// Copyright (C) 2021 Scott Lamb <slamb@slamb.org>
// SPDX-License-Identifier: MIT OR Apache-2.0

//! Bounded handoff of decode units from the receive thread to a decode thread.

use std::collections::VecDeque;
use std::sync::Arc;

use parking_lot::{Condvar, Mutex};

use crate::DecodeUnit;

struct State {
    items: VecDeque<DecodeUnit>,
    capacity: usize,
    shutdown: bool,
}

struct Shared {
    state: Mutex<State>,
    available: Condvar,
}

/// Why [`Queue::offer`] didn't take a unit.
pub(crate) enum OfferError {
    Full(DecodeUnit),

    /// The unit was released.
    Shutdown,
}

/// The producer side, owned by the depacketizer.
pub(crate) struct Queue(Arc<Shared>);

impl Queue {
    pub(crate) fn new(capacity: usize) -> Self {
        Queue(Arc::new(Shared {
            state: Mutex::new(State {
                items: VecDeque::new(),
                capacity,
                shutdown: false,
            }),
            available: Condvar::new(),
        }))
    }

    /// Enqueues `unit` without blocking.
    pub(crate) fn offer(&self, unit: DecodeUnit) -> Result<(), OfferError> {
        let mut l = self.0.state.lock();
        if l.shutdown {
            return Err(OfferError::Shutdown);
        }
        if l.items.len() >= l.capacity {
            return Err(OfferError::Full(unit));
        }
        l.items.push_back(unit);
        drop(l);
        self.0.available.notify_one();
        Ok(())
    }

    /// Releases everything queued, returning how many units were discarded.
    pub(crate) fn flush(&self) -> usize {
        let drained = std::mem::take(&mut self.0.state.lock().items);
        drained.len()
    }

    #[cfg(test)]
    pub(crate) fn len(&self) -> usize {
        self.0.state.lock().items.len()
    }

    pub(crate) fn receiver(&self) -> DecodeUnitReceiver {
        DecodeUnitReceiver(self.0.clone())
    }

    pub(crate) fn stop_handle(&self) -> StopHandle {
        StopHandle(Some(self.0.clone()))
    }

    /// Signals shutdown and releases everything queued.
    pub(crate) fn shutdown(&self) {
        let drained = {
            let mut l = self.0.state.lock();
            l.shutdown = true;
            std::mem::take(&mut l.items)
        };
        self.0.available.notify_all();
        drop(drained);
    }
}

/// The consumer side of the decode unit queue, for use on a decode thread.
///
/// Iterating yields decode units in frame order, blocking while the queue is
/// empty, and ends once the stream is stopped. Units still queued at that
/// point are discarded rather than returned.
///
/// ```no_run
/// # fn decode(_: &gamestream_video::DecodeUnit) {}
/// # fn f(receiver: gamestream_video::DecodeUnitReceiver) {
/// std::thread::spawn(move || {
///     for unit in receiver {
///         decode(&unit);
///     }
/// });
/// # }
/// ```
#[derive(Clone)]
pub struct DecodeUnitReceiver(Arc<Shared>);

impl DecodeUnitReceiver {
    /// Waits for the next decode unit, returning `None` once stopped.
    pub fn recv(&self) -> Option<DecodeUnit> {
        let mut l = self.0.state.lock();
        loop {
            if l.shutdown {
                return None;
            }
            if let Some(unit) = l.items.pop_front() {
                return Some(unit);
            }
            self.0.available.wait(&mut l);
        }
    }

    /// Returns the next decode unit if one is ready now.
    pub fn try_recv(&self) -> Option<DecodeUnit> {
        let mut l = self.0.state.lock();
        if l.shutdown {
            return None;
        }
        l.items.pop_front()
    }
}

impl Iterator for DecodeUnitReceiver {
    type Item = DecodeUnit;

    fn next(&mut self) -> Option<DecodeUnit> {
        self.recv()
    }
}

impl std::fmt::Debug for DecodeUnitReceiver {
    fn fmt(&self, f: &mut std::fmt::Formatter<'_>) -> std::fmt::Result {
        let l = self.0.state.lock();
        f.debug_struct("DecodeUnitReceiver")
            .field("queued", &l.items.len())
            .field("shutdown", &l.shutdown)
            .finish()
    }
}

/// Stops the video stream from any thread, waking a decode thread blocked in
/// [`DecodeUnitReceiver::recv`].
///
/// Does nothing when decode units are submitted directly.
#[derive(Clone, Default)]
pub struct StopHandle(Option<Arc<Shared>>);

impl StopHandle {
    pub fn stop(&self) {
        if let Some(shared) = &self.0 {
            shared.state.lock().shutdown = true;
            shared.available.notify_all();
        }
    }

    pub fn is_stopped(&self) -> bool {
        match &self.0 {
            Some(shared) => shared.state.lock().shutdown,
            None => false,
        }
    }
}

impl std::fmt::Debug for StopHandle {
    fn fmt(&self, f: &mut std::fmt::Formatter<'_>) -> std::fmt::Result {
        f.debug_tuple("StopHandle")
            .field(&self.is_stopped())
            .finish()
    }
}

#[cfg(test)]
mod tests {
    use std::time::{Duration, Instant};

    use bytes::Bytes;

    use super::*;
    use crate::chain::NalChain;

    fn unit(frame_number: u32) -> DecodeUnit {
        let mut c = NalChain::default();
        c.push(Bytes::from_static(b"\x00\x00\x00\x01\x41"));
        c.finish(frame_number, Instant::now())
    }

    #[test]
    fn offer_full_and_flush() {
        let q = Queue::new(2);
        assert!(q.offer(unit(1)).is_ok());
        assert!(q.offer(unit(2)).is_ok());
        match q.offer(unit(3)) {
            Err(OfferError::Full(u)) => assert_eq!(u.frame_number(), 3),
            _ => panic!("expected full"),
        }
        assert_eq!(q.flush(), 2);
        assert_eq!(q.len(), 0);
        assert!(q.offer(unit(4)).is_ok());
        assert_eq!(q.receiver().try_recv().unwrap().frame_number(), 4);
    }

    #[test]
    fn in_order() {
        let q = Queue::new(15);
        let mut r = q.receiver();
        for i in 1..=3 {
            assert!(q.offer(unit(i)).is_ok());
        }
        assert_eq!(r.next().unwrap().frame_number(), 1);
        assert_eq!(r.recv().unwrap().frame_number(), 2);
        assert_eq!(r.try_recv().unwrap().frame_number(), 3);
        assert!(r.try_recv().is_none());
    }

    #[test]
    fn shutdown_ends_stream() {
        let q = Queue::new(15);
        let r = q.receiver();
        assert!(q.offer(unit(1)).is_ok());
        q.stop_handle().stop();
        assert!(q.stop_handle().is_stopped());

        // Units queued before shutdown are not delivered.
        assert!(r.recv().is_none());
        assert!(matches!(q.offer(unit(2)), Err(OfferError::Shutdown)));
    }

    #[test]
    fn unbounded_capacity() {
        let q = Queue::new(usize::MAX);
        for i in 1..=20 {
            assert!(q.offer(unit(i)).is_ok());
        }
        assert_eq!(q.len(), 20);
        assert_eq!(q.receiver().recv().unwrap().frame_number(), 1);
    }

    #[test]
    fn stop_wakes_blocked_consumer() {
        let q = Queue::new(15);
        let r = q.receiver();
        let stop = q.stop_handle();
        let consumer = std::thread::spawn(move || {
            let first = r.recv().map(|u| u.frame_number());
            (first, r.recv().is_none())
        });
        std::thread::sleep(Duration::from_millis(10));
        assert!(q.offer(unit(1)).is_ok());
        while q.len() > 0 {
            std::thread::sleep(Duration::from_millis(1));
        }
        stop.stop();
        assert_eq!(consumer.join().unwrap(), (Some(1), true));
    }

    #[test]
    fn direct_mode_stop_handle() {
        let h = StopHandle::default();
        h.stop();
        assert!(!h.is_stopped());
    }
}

WHAT IS NEEDED: Go through the data above and copy all of it exactly.

TASK ANSWER:
// Copyright (C) 2021 Scott Lamb <slamb@slamb.org>
// SPDX-License-Identifier: MIT OR Apache-2.0

//! Bounded handoff of decode units from the receive thread to a decode thread.

use std::collections::VecDeque;
use std::sync::Arc;

use parking_lot::{Condvar, Mutex};

use crate::DecodeUnit;

struct State {
    items: VecDeque<DecodeUnit>,
    capacity: usize,
    shutdown: bool,
}

struct Shared {
    state: Mutex<State>,
    available: Condvar,
}

/// Why [`Queue::offer`] didn't take a unit.
pub(crate) enum OfferError {
    Full(DecodeUnit),

    /// The unit was released.
    Shutdown,
}

/// The producer side, owned by the depacketizer.
pub(crate) struct Queue(Arc<Shared>);

impl Queue {
    pub(crate) fn new(capacity: usize) -> Self {
        Queue(Arc::new(Shared {
            state: Mutex::new(State {
                items: VecDeque::new(),
                capacity,
                shutdown: false,
            }),
            available: Condvar::new(),
        }))
    }

    /// Enqueues `unit` without blocking.
    pub(crate) fn offer(&self, unit: DecodeUnit) -> Result<(), OfferError> {
        let mut l = self.0.state.lock();
        if l.shutdown {
            return Err(OfferError::Shutdown);
        }
        if l.items.len() >= l.capacity {
            return Err(OfferError::Full(unit));
        }
        l.items.push_back(unit);
        drop(l);
        self.0.available.notify_one();
        Ok(())
    }

    /// Releases everything queued, returning how many units were discarded.
    pub(crate) fn flush(&self) -> usize {
        let drained = std::mem::take(&mut self.0.state.lock().items);
        drained.len()
    }

    #[cfg(test)]
    pub(crate) fn len(&self) -> usize {
        self.0.state.lock().items.len()
    }

    pub(crate) fn receiver(&self) -> DecodeUnitReceiver {
        DecodeUnitReceiver(self.0.clone())
    }

    pub(crate) fn stop_handle(&self) -> StopHandle {
        StopHandle(Some(self.0.clone()))
    }

    /// Signals shutdown and releases everything queued.
    pub(crate) fn shutdown(&self) {
        let drained = {
            let mut l = self.0.state.lock();
            l.shutdown = true;
            std::mem::take(&mut l.items)
        };
        self.0.available.notify_all();
        drop(drained);
    }
}

/// The consumer side of the decode unit queue, for use on a decode thread.
///
/// Iterating yields decode units in frame order, blocking while the queue is
/// empty, and ends once the stream is stopped. Units still queued at that
/// point are discarded rather than returned.
///
/// ```no_run
/// # fn decode(_: &gamestream_video::DecodeUnit) {}
/// # fn f(receiver: gamestream_video::DecodeUnitReceiver) {
/// std::thread::spawn(move || {
///     for unit in receiver {
///         decode(&unit);
///     }
/// });
/// # }
/// ```
#[derive(Clone)]
pub struct DecodeUnitReceiver(Arc<Shared>);

impl DecodeUnitReceiver {
    /// Waits for the next decode unit, returning `None` once stopped.
    pub fn recv(&self) -> Option<DecodeUnit> {
        let mut l = self.0.state.lock();
        loop {
            if l.shutdown {
                return None;
            }
            if let Some(unit) = l.items.pop_front() {
                return Some(unit);
            }
            self.0.available.wait(&mut l);
        }
    }

    /// Returns the next decode unit if one is ready now.
    pub fn try_recv(&self) -> Option<DecodeUnit> {
        let mut l = self.0.state.lock();
        if l.shutdown {
            return None;
        }
        l.items.pop_front()
    }
}

impl Iterator for DecodeUnitReceiver {
    type Item = DecodeUnit;

    fn next(&mut self) -> Option<DecodeUnit> {
        self.recv()
    }
}

impl std::fmt::Debug for DecodeUnitReceiver {
    fn fmt(&self, f: &mut std::fmt::Formatter<'_>) -> std::fmt::Result {
        let l = self.0.state.lock();
        f.debug_struct("DecodeUnitReceiver")
            .field("queued", &l.items.len())
            .field("shutdown", &l.shutdown)
            .finish()
    }
}

/// Stops the video stream from any thread, waking a decode thread blocked in
/// [`DecodeUnitReceiver::recv`].
///
/// Does nothing when decode units are submitted directly.
#[derive(Clone, Default)]
pub struct StopHandle(Option<Arc<Shared>>);

impl StopHandle {
    pub fn stop(&self) {
        if let Some(shared) = &self.0 {
            shared.state.lock().shutdown = true;
            shared.available.notify_all();
        }
    }

    pub fn is_stopped(&self) -> bool {
        match &self.0 {
            Some(shared) => shared.state.lock().shutdown,
            None => false,
        }
    }
}

impl std::fmt::Debug for StopHandle {
    fn fmt(&self, f: &mut std::fmt::Formatter<'_>) -> std::fmt::Result {
        f.debug_tuple("StopHandle")
            .field(&self.is_stopped())
            .finish()
    }
}

#[cfg(test)]
mod tests {
    use std::time::{Duration, Instant};

    use bytes::Bytes;

    use super::*;
    use crate::chain::NalChain;

    fn unit(frame_number: u32) -> DecodeUnit {
        let mut c = NalChain::default();
        c.push(Bytes::from_static(b"\x00\x00\x00\x01\x41"));
        c.finish(frame_number, Instant::now())
    }

    #[test]
    fn offer_full_and_flush() {
        let q = Queue::new(2);
        assert!(q.offer(unit(1)).is_ok());
        assert!(q.offer(unit(2)).is_ok());
        match q.offer(unit(3)) {
            Err(OfferError::Full(u)) => assert_eq!(u.frame_number(), 3),
            _ => panic!("expected full"),
        }
        assert_eq!(q.flush(), 2);
        assert_eq!(q.len(), 0);
        assert!(q.offer(unit(4)).is_ok());
        assert_eq!(q.receiver().try_recv().unwrap().frame_number(), 4);
    }

    #[test]
    fn in_order() {
        let q = Queue::new(15);
        let mut r = q.receiver();
        for i in 1..=3 {
            assert!(q.offer(unit(i)).is_ok());
        }
        assert_eq!(r.next().unwrap().frame_number(), 1);
        assert_eq!(r.recv().unwrap().frame_number(), 2);
        assert_eq!(r.try_recv().unwrap().frame_number(), 3);
        assert!(r.try_recv().is_none());
    }

    #[test]
    fn shutdown_ends_stream() {
        let q = Queue::new(15);
        let r = q.receiver();
        assert!(q.offer(unit(1)).is_ok());
        q.stop_handle().stop();
        assert!(q.stop_handle().is_stopped());

        // Units queued before shutdown are not delivered.
        assert!(r.recv().is_none());
        assert!(matches!(q.offer(unit(2)), Err(OfferError::Shutdown)));
    }

    #[test]
    fn unbounded_capacity() {
        let q = Queue::new(usize::MAX);
        for i in 1..=20 {
            assert!(q.offer(unit(i)).is_ok());
        }
        assert_eq!(q.len(), 20);
        assert_eq!(q.receiver().recv().unwrap().frame_number(), 1);
    }

    #[test]
    fn stop_wakes_blocked_consumer() {
        let q = Queue::new(15);
        let r = q.receiver();
        let stop = q.stop_handle();
        let consumer = std::thread::spawn(move || {
            let first = r.recv().map(|u| u.frame_number());
            (first, r.recv().is_none())
        });
        std::thread::sleep(Duration::from_millis(10));
        assert!(q.offer(unit(1)).is_ok());
        while q.len() > 0 {
            std::thread::sleep(Duration::from_millis(1));
        }
        stop.stop();
        assert_eq!(consumer.join().unwrap(), (Some(1), true));
    }

    #[test]
    fn direct_mode_stop_handle() {
        let h = StopHandle::default();
        h.stop();
        assert!(!h.is_stopped());
    }
}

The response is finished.